──────── INPUT MATERIAL

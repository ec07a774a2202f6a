// SPDX-License-Identifier: BUSL-1.1
// Copyright (c) 2026 Alfred Jean LLC

//! Isolated clone setup and merge-back onto the host repository.
//!
//! The host repository is never mutated except through [`GitEngine::merge_back`].
//! All host-repo operations are serialized through a single process-wide
//! mutex; concurrent branch updates on the same working copy are unsafe.

use crate::shell::{run_git, stdout_trimmed, GitError};
use serde_json::{json, Value};
use std::path::{Path, PathBuf};
use std::sync::Arc;
use tokio::sync::Mutex;
use tracing::{info, warn};

/// Result of cloning the host repository into a task's isolated working copy.
#[derive(Debug, Clone)]
pub struct SetupOutcome {
    /// Commit hash on the host repo at task creation; the merge base.
    pub start_ref: String,
    /// Host branch name at task creation, `None` if detached.
    pub branch: Option<String>,
}

/// Serializes host-repository mutation and owns the plumbing for cloning,
/// merging back, and cleaning up per-task git state.
#[derive(Clone)]
pub struct GitEngine {
    host_lock: Arc<Mutex<()>>,
}

impl Default for GitEngine {
    fn default() -> Self {
        Self::new()
    }
}

impl GitEngine {
    pub fn new() -> Self {
        Self {
            host_lock: Arc::new(Mutex::new(())),
        }
    }

    /// Snapshot the host repo's current commit, clone it into
    /// `<task_dir>/repo`, and check that commit out on a working branch.
    pub async fn setup_isolated_repo(
        &self,
        host_repo: &Path,
        task_dir: &Path,
    ) -> Result<SetupOutcome, GitError> {
        let _guard = self.host_lock.lock().await;

        let head = run_git(&["rev-parse", "HEAD"], host_repo, None).await?;
        let start_ref = stdout_trimmed(&head);
        let branch = match run_git(&["symbolic-ref", "--short", "HEAD"], host_repo, None).await {
            Ok(output) => Some(stdout_trimmed(&output)),
            Err(GitError::NonZeroExit { .. }) => None, // detached HEAD
            Err(e) => return Err(e),
        };

        let clone_dir = task_dir.join("repo");
        tokio::fs::create_dir_all(&clone_dir)
            .await
            .map_err(|source| GitError::Spawn {
                args: vec!["mkdir".into(), clone_dir.display().to_string()],
                source,
            })?;
        run_git(&["init"], &clone_dir, None).await?;
        run_git(
            &["remote", "add", "origin", &host_repo.display().to_string()],
            &clone_dir,
            None,
        )
        .await?;

        let git_config_global = isolated_git_config(task_dir).await?;

        if run_git(
            &["fetch", "--no-tags", "origin", &start_ref],
            &clone_dir,
            Some(&git_config_global),
        )
        .await
        .is_err()
        {
            warn!(%start_ref, "direct fetch failed, falling back to bundle import");
            let bundle_path = task_dir.join("start-ref.bundle");
            run_git(
                &["bundle", "create", &bundle_path.display().to_string(), &start_ref],
                host_repo,
                None,
            )
            .await?;
            run_git(
                &[
                    "fetch",
                    "--no-tags",
                    &bundle_path.display().to_string(),
                    &start_ref,
                ],
                &clone_dir,
                Some(&git_config_global),
            )
            .await?;
        }

        run_git(
            &["checkout", "-B", "work", "FETCH_HEAD"],
            &clone_dir,
            Some(&git_config_global),
        )
        .await?;

        info!(%start_ref, branch = branch.as_deref().unwrap_or("<detached>"), "isolated clone ready");
        Ok(SetupOutcome { start_ref, branch })
    }

    /// Merge a task's commits back onto the host repo's branch, following
    /// the noop / fast-forward / rebase / conflict / detached-head decision
    /// tree. Never propagates a git failure: unexpected errors are folded
    /// into the returned JSON as `{"merged": false, "reason": "error", ...}`.
    pub async fn merge_back(&self, host_repo: &Path, task_dir: &Path, task_id: &str) -> Value {
        let _guard = self.host_lock.lock().await;
        let task_ref = format!("refs/tasks/{task_id}");
        match self.merge_back_inner(host_repo, task_dir, &task_ref).await {
            Ok(value) => value,
            Err(e) => error_result(&e.to_string(), Some(&task_ref)),
        }
    }

    async fn merge_back_inner(
        &self,
        host_repo: &Path,
        task_dir: &Path,
        task_ref: &str,
    ) -> Result<Value, GitError> {
        let clone_dir = task_dir.join("repo");
        let start_ref = tokio::fs::read_to_string(task_dir.join("start-ref"))
            .await
            .map_err(|source| GitError::Spawn {
                args: vec!["read".into(), "start-ref".into()],
                source,
            })?;
        let start_ref = start_ref.trim();

        let count_output = run_git(
            &["rev-list", "--count", &format!("{start_ref}..HEAD")],
            &clone_dir,
            None,
        )
        .await?;
        let commits: i64 = stdout_trimmed(&count_output).parse().unwrap_or(0);
        if commits == 0 {
            return Ok(json!({"merged": true, "method": "noop", "commits": 0}));
        }

        run_git(
            &["fetch", &clone_dir.display().to_string(), &format!("HEAD:{task_ref}")],
            host_repo,
            None,
        )
        .await?;

        let host_head = stdout_trimmed(&run_git(&["rev-parse", "HEAD"], host_repo, None).await?);
        let host_branch = match run_git(&["symbolic-ref", "--short", "HEAD"], host_repo, None).await {
            Ok(output) => Some(stdout_trimmed(&output)),
            Err(GitError::NonZeroExit { .. }) => None,
            Err(e) => return Err(e),
        };

        let Some(branch) = host_branch else {
            return Ok(json!({"merged": false, "reason": "detached-head", "task_ref": task_ref}));
        };

        if host_head == start_ref {
            run_git(
                &["update-ref", &format!("refs/heads/{branch}"), task_ref],
                host_repo,
                None,
            )
            .await?;
            return Ok(json!({
                "merged": true,
                "method": "fast-forward",
                "commits": commits,
                "conflicts": [],
            }));
        }

        self.rebase_onto(host_repo, task_ref, &branch, commits).await
    }

    async fn rebase_onto(
        &self,
        host_repo: &Path,
        task_ref: &str,
        branch: &str,
        commits: i64,
    ) -> Result<Value, GitError> {
        let worktree_dir = std::env::temp_dir().join(format!("mvm-rebase-{}", uuid_like(task_ref)));
        run_git(
            &[
                "worktree",
                "add",
                "--detach",
                &worktree_dir.display().to_string(),
                task_ref,
            ],
            host_repo,
            None,
        )
        .await?;

        let rebase_result = run_git(&["rebase", branch], &worktree_dir, None).await;
        let outcome = match rebase_result {
            Ok(_) => {
                let new_head =
                    stdout_trimmed(&run_git(&["rev-parse", "HEAD"], &worktree_dir, None).await?);
                run_git(
                    &["update-ref", &format!("refs/heads/{branch}"), &new_head],
                    host_repo,
                    None,
                )
                .await?;
                Ok(json!({"merged": true, "method": "rebase", "commits": commits}))
            }
            Err(_) => {
                let conflicted = run_git(
                    &["diff", "--name-only", "--diff-filter=U"],
                    &worktree_dir,
                    None,
                )
                .await
                .map(|o| {
                    stdout_trimmed(&o)
                        .lines()
                        .map(str::to_string)
                        .collect::<Vec<_>>()
                })
                .unwrap_or_default();
                let _ = run_git(&["rebase", "--abort"], &worktree_dir, None).await;
                Ok(json!({
                    "merged": false,
                    "reason": "conflicts",
                    "conflicts": conflicted,
                    "task_ref": task_ref,
                }))
            }
        };

        let _ = run_git(
            &["worktree", "remove", "--force", &worktree_dir.display().to_string()],
            host_repo,
            None,
        )
        .await;
        outcome
    }

    /// Delete the preserved `refs/tasks/<task_id>` ref. Idempotent.
    pub async fn delete_task_ref(&self, host_repo: &Path, task_id: &str) -> Result<(), GitError> {
        let _guard = self.host_lock.lock().await;
        let task_ref = format!("refs/tasks/{task_id}");
        match run_git(&["update-ref", "-d", &task_ref], host_repo, None).await {
            Ok(_) => Ok(()),
            Err(GitError::NonZeroExit { .. }) => Ok(()), // missing ref is success
            Err(e) => Err(e),
        }
    }
}

fn error_result(message: &str, task_ref: Option<&str>) -> Value {
    match task_ref {
        Some(r) => json!({"merged": false, "reason": "error", "error": message, "task_ref": r}),
        None => json!({"merged": false, "reason": "error", "error": message}),
    }
}

async fn isolated_git_config(task_dir: &Path) -> Result<PathBuf, GitError> {
    let path = task_dir.join(".git-config-global");
    tokio::fs::write(&path, "[safe]\n\tdirectory = *\n")
        .await
        .map_err(|source| GitError::Spawn {
            args: vec!["write".into(), path.display().to_string()],
            source,
        })?;
    Ok(path)
}

fn uuid_like(task_ref: &str) -> String {
    task_ref.replace('/', "-")
}

#[cfg(test)]
#[path = "engine_tests.rs"]
mod tests;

────────────────

TASK INSTRUCTIONS: Only the lines from the beginning of the material above through the line with "pub struct SetupOutcome" are wanted; extract them exactly.

EXERCISE SOLUTION:
repository ec07a774a2202f6a
// SPDX-License-Identifier: BUSL-1.1
// Copyright (c) 2026 Alfred Jean LLC

//! Isolated clone setup and merge-back onto the host repository.
//!
//! The host repository is never mutated except through [`GitEngine::merge_back`].
//! All host-repo operations are serialized through a single process-wide
//! mutex; concurrent branch updates on the same working copy are unsafe.

use crate::shell::{run_git, stdout_trimmed, GitError};
use serde_json::{json, Value};
use std::path::{Path, PathBuf};
use std::sync::Arc;
use tokio::sync::Mutex;
use tracing::{info, warn};

/// Result of cloning the host repository into a task's isolated working copy.
#[derive(Debug, Clone)]
pub struct SetupOutcome {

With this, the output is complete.